Your instructions |
Take the records underneath and set them down exactly.

Records to use |

------------------------------------

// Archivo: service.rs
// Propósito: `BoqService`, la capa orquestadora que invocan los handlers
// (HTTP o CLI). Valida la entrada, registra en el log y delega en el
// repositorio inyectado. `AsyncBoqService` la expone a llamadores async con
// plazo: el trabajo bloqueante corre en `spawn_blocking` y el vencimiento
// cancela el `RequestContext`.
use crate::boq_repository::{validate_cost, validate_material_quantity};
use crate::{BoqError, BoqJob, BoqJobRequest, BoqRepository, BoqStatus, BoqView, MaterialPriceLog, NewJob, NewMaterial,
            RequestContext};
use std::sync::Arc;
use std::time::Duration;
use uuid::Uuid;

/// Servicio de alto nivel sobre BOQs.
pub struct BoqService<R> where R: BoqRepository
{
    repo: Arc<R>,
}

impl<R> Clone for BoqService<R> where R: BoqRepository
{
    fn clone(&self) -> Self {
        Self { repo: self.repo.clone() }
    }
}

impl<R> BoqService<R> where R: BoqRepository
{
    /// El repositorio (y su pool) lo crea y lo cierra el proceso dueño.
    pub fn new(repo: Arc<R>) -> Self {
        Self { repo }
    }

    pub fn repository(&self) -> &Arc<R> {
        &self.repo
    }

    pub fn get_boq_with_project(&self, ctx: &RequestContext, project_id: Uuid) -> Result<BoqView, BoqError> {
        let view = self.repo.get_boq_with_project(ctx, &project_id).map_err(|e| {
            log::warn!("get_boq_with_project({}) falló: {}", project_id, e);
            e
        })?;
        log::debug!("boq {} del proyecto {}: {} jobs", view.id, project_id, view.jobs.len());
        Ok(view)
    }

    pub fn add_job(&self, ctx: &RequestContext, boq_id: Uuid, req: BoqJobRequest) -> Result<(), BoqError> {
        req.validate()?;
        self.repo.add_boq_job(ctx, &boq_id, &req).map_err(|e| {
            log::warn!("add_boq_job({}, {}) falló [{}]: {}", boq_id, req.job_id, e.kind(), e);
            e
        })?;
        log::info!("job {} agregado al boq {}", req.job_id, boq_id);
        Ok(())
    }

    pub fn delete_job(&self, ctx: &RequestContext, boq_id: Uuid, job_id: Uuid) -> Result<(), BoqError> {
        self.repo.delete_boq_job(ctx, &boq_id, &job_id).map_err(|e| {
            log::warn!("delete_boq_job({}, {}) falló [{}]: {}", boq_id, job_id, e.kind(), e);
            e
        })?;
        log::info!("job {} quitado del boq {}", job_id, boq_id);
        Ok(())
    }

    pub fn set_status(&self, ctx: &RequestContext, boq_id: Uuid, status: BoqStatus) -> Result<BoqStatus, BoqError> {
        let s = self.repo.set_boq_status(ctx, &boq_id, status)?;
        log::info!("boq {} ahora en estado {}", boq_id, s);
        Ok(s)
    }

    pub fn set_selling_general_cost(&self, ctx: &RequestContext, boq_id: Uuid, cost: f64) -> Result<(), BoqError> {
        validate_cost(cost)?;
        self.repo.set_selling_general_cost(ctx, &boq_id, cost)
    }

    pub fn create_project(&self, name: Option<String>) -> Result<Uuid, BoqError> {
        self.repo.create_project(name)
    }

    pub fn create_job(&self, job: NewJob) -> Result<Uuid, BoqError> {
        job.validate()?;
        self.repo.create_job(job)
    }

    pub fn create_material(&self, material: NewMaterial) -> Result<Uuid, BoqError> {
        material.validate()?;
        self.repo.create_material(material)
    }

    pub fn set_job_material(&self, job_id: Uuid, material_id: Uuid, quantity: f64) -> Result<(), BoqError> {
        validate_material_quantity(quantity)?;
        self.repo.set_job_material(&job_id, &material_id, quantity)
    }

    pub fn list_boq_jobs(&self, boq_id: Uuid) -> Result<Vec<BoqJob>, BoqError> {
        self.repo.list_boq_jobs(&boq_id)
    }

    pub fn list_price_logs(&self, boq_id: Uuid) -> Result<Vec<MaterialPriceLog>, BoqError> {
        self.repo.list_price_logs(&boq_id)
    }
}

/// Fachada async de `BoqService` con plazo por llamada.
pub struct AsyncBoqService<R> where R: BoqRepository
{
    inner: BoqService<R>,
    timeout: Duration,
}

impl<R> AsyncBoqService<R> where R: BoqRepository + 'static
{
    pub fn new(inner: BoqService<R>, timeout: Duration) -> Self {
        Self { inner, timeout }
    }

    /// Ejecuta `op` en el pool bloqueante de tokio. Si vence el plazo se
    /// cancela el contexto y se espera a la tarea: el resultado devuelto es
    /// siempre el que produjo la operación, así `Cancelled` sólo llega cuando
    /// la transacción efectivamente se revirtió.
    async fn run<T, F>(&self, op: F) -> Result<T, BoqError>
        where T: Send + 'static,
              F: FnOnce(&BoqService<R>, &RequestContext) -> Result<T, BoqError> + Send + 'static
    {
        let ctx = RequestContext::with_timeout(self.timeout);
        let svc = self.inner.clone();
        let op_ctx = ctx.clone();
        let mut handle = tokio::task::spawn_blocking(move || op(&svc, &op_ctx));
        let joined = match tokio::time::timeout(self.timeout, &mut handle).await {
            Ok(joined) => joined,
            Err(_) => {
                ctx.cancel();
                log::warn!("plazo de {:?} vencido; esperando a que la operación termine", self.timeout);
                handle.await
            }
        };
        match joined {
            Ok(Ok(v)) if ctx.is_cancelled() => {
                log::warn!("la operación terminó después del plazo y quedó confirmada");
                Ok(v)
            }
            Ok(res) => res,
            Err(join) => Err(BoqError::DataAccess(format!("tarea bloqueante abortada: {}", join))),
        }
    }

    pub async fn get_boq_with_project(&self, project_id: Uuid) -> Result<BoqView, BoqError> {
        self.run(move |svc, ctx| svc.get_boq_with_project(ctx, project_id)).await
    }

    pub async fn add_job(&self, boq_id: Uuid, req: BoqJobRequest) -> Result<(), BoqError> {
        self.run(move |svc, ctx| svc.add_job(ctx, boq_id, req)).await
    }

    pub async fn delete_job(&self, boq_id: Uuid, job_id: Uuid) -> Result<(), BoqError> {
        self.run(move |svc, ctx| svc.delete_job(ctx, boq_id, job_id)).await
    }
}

------------------------------------

Response to the exercise |
// Archivo: service.rs
// Propósito: `BoqService`, la capa orquestadora que invocan los handlers
// (HTTP o CLI). Valida la entrada, registra en el log y delega en el
// repositorio inyectado. `AsyncBoqService` la expone a llamadores async con
// plazo: el trabajo bloqueante corre en `spawn_blocking` y el vencimiento
// cancela el `RequestContext`.
use crate::boq_repository::{validate_cost, validate_material_quantity};
use crate::{BoqError, BoqJob, BoqJobRequest, BoqRepository, BoqStatus, BoqView, MaterialPriceLog, NewJob, NewMaterial,
            RequestContext};
use std::sync::Arc;
use std::time::Duration;
use uuid::Uuid;

/// Servicio de alto nivel sobre BOQs.
pub struct BoqService<R> where R: BoqRepository
{
    repo: Arc<R>,
}

impl<R> Clone for BoqService<R> where R: BoqRepository
{
    fn clone(&self) -> Self {
        Self { repo: self.repo.clone() }
    }
}

impl<R> BoqService<R> where R: BoqRepository
{
    /// El repositorio (y su pool) lo crea y lo cierra el proceso dueño.
    pub fn new(repo: Arc<R>) -> Self {
        Self { repo }
    }

    pub fn repository(&self) -> &Arc<R> {
        &self.repo
    }

    pub fn get_boq_with_project(&self, ctx: &RequestContext, project_id: Uuid) -> Result<BoqView, BoqError> {
        let view = self.repo.get_boq_with_project(ctx, &project_id).map_err(|e| {
            log::warn!("get_boq_with_project({}) falló: {}", project_id, e);
            e
        })?;
        log::debug!("boq {} del proyecto {}: {} jobs", view.id, project_id, view.jobs.len());
        Ok(view)
    }

    pub fn add_job(&self, ctx: &RequestContext, boq_id: Uuid, req: BoqJobRequest) -> Result<(), BoqError> {
        req.validate()?;
        self.repo.add_boq_job(ctx, &boq_id, &req).map_err(|e| {
            log::warn!("add_boq_job({}, {}) falló [{}]: {}", boq_id, req.job_id, e.kind(), e);
            e
        })?;
        log::info!("job {} agregado al boq {}", req.job_id, boq_id);
        Ok(())
    }

    pub fn delete_job(&self, ctx: &RequestContext, boq_id: Uuid, job_id: Uuid) -> Result<(), BoqError> {
        self.repo.delete_boq_job(ctx, &boq_id, &job_id).map_err(|e| {
            log::warn!("delete_boq_job({}, {}) falló [{}]: {}", boq_id, job_id, e.kind(), e);
            e
        })?;
        log::info!("job {} quitado del boq {}", job_id, boq_id);
        Ok(())
    }

    pub fn set_status(&self, ctx: &RequestContext, boq_id: Uuid, status: BoqStatus) -> Result<BoqStatus, BoqError> {
        let s = self.repo.set_boq_status(ctx, &boq_id, status)?;
        log::info!("boq {} ahora en estado {}", boq_id, s);
        Ok(s)
    }

    pub fn set_selling_general_cost(&self, ctx: &RequestContext, boq_id: Uuid, cost: f64) -> Result<(), BoqError> {
        validate_cost(cost)?;
        self.repo.set_selling_general_cost(ctx, &boq_id, cost)
    }

    pub fn create_project(&self, name: Option<String>) -> Result<Uuid, BoqError> {
        self.repo.create_project(name)
    }

    pub fn create_job(&self, job: NewJob) -> Result<Uuid, BoqError> {
        job.validate()?;
        self.repo.create_job(job)
    }

    pub fn create_material(&self, material: NewMaterial) -> Result<Uuid, BoqError> {
        material.validate()?;
        self.repo.create_material(material)
    }

    pub fn set_job_material(&self, job_id: Uuid, material_id: Uuid, quantity: f64) -> Result<(), BoqError> {
        validate_material_quantity(quantity)?;
        self.repo.set_job_material(&job_id, &material_id, quantity)
    }

    pub fn list_boq_jobs(&self, boq_id: Uuid) -> Result<Vec<BoqJob>, BoqError> {
        self.repo.list_boq_jobs(&boq_id)
    }

    pub fn list_price_logs(&self, boq_id: Uuid) -> Result<Vec<MaterialPriceLog>, BoqError> {
        self.repo.list_price_logs(&boq_id)
    }
}

/// Fachada async de `BoqService` con plazo por llamada.
pub struct AsyncBoqService<R> where R: BoqRepository
{
    inner: BoqService<R>,
    timeout: Duration,
}

impl<R> AsyncBoqService<R> where R: BoqRepository + 'static
{
    pub fn new(inner: BoqService<R>, timeout: Duration) -> Self {
        Self { inner, timeout }
    }

    /// Ejecuta `op` en el pool bloqueante de tokio. Si vence el plazo se
    /// cancela el contexto y se espera a la tarea: el resultado devuelto es
    /// siempre el que produjo la operación, así `Cancelled` sólo llega cuando
    /// la transacción efectivamente se revirtió.
    async fn run<T, F>(&self, op: F) -> Result<T, BoqError>
        where T: Send + 'static,
              F: FnOnce(&BoqService<R>, &RequestContext) -> Result<T, BoqError> + Send + 'static
    {
        let ctx = RequestContext::with_timeout(self.timeout);
        let svc = self.inner.clone();
        let op_ctx = ctx.clone();
        let mut handle = tokio::task::spawn_blocking(move || op(&svc, &op_ctx));
        let joined = match tokio::time::timeout(self.timeout, &mut handle).await {
            Ok(joined) => joined,
            Err(_) => {
                ctx.cancel();
                log::warn!("plazo de {:?} vencido; esperando a que la operación termine", self.timeout);
                handle.await
            }
        };
        match joined {
            Ok(Ok(v)) if ctx.is_cancelled() => {
                log::warn!("la operación terminó después del plazo y quedó confirmada");
                Ok(v)
            }
            Ok(res) => res,
            Err(join) => Err(BoqError::DataAccess(format!("tarea bloqueante abortada: {}", join))),
        }
    }

    pub async fn get_boq_with_project(&self, project_id: Uuid) -> Result<BoqView, BoqError> {
        self.run(move |svc, ctx| svc.get_boq_with_project(ctx, project_id)).await
    }

    pub async fn add_job(&self, boq_id: Uuid, req: BoqJobRequest) -> Result<(), BoqError> {
        self.run(move |svc, ctx| svc.add_job(ctx, boq_id, req)).await
    }

    pub async fn delete_job(&self, boq_id: Uuid, job_id: Uuid) -> Result<(), BoqError> {
        self.run(move |svc, ctx| svc.delete_job(ctx, boq_id, job_id)).await
    }
}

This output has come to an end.